THE TASK
A single number is required: how many lines in the data below contain "with".
═════ PROVIDED DATA ═════
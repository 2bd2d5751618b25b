//! Error codes for pass diagnostics.
//!
//! The first digit names the phase:
//! - E1xxx: parser and surface syntax
//! - E2xxx: types and name resolution
//! - E9xxx: internal compiler errors

use std::fmt;

#[derive(Copy, Clone, Eq, PartialEq, Hash, Debug)]
pub enum ErrorCode {
    /// Parse failure reported by the parser
    E1001,
    /// Malformed surface syntax
    E1002,
    /// Type mismatch
    E2001,
    /// Undefined reference
    E2003,
    /// Internal invariant violation
    E9001,
    /// Generic pass failure
    E9002,
}

impl ErrorCode {
    pub fn as_str(self) -> &'static str {
        match self {
            ErrorCode::E1001 => "E1001",
            ErrorCode::E1002 => "E1002",
            ErrorCode::E2001 => "E2001",
            ErrorCode::E2003 => "E2003",
            ErrorCode::E9001 => "E9001",
            ErrorCode::E9002 => "E9002",
        }
    }

    /// Check if this code belongs to the internal (E9xxx) range.
    pub fn is_internal(self) -> bool {
        matches!(self, ErrorCode::E9001 | ErrorCode::E9002)
    }
}

impl fmt::Display for ErrorCode {
    fn fmt(&self, f: &mut fmt::Formatter<'_>) -> fmt::Result {
        f.write_str(self.as_str())
    }
}
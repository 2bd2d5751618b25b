//! Core IR verification.
//!
//! Recomputes every annotation bottom-up with the same derivation rules
//! translation uses, and compares it with what is stored. Consumers of the
//! IR trust the stored annotations; this pass is the only place they are
//! checked.
//!
//! # What's Checked
//!
//! 1. No `Unit`-scope reference remains (`PassError::Undefined`)
//! 2. Every local or global reference carries a type free of `∅`, is visible
//!    at its use site and agrees with its binder (`Panic`)
//! 3. Applications type-check (`PassError::Type`) and their annotation
//!    matches the derived result type (`Panic`)
//! 4. Lambda parameters are local with `∅`-free types, and the lambda
//!    annotation matches the derived function type (`Panic`)
//!
//! Unlike translation, nothing is deferred here: once every reference is
//! resolved, every application is checked exactly. Arguments are verified
//! before the callee so that an unresolved argument is reported as
//! `Undefined` ahead of a `let`-bound parameter that inherited its `∅` type.
//! 5. Bindings are global and annotated with their value's type (`Panic`)
//!
//! The IR is never repaired: the first disagreement aborts the pass.

use lam_diagnostic::{PassError, PassResult, TypeMismatch};
use lam_ir::{Binding, Expr, Progn, Ref, Scope, Type};
use rustc_hash::FxHashSet;

use crate::pass::{evaluate, traverse, Pass};
use crate::{derive, stack::ensure_sufficient_stack};

/// Bindings visible at the current point of the walk.
#[derive(Debug, Default)]
pub struct Visible {
    globals: FxHashSet<Ref>,
    locals: Vec<Ref>,
}

impl Visible {
    fn contains(&self, var: &Ref) -> bool {
        match var.scope {
            Scope::Unit => false,
            Scope::Local => self.locals.contains(var),
            Scope::Global => self.globals.contains(var),
        }
    }
}

/// Verify `progn` and hand it back unchanged.
#[tracing::instrument(level = "debug", skip_all)]
pub fn verify(progn: Progn) -> PassResult<Progn> {
    let entry_ty = evaluate(verify_pass(&progn), Visible::default())?;
    tracing::debug!(%entry_ty, "program verified");
    Ok(progn)
}

/// The verification pass. Produces the recomputed type of the entry
/// expression.
pub fn verify_pass(progn: &Progn) -> Pass<'_, Visible, Type> {
    traverse(&progn.bindings, |binding| {
        Pass::new(move |visible: &mut Visible| verify_binding(visible, binding))
    })
    .then(Pass::new(move |visible: &mut Visible| {
        verify_expr(visible, &progn.entry)
    }))
}

/// A broken IR invariant. Logged, then returned as `PassError::Panic`.
fn invariant(message: String) -> PassError {
    tracing::error!(%message, "IR invariant violated");
    PassError::panic(message)
}

fn verify_binding(visible: &mut Visible, binding: &Binding) -> PassResult<()> {
    let ty = verify_expr(visible, &binding.value)?;
    let name = &binding.name;
    if name.scope != Scope::Global {
        return Err(invariant(format!("top-level binding `{name}` is not global")));
    }
    if name.ty != ty {
        return Err(invariant(format!(
            "binding `{name}` is annotated {} but its value has type {ty}",
            name.ty
        )));
    }
    visible.globals.insert(name.clone());
    Ok(())
}

fn verify_expr(visible: &mut Visible, expr: &Expr) -> PassResult<Type> {
    ensure_sufficient_stack(|| match expr {
        Expr::Var(var) => verify_var(visible, var),
        Expr::Int(_) => Ok(Type::Int),
        Expr::Bool(_) => Ok(Type::Bool),
        Expr::App { ty, func, args } => verify_app(visible, expr, ty, func, args),
        Expr::Lambda { ty, params, body } => verify_lambda(visible, ty, params, body),
    })
}

fn verify_var(visible: &Visible, var: &Ref) -> PassResult<Type> {
    if var.is_unresolved() {
        return Err(PassError::Undefined(var.clone()));
    }
    if !var.ty.is_resolved() {
        return Err(invariant(format!("resolved reference `{var}` has a placeholder type")));
    }
    if !visible.contains(var) {
        return Err(invariant(format!("`{var}` is not bound at its use site")));
    }
    Ok(var.ty.clone())
}

fn verify_app(
    visible: &mut Visible,
    expr: &Expr,
    ty: &Type,
    func: &Expr,
    args: &[Expr],
) -> PassResult<Type> {
    if args.is_empty() {
        return Err(invariant(format!("application `{expr}` has no arguments")));
    }
    let arg_tys = args
        .iter()
        .map(|arg| verify_expr(visible, arg))
        .collect::<PassResult<Vec<_>>>()?;
    let func_ty = verify_expr(visible, func)?;

    let derived = func_ty
        .apply_checked(&arg_tys)
        .cloned()
        .map_err(|error| TypeMismatch::from_apply(expr.clone(), error, &arg_tys))?;
    if derived != *ty {
        return Err(invariant(format!(
            "application `{expr}` is annotated {ty} but has type {derived}"
        )));
    }
    Ok(derived)
}

fn verify_lambda(
    visible: &mut Visible,
    ty: &Type,
    params: &[Ref],
    body: &Expr,
) -> PassResult<Type> {
    if params.is_empty() {
        return Err(invariant(String::from("lambda binds no parameters")));
    }
    if let Some(param) = params.iter().find(|param| param.scope != Scope::Local) {
        return Err(invariant(format!("lambda parameter `{param}` is not local")));
    }
    if let Some(param) = params.iter().find(|param| !param.ty.is_resolved()) {
        return Err(invariant(format!("lambda parameter `{param}` has a placeholder type")));
    }

    let mark = visible.locals.len();
    visible.locals.extend(params.iter().cloned());
    let body_ty = verify_expr(visible, body)?;
    visible.locals.truncate(mark);

    let derived = derive::lambda(&body_ty, params.iter().map(|param| &param.ty));
    if derived != *ty {
        return Err(invariant(format!("lambda is annotated {ty} but has type {derived}")));
    }
    Ok(derived)
}

#[cfg(test)]
#[expect(clippy::unwrap_used, reason = "Tests use unwrap for brevity")]
mod tests;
═════
OUTPUT OF THE TASK
5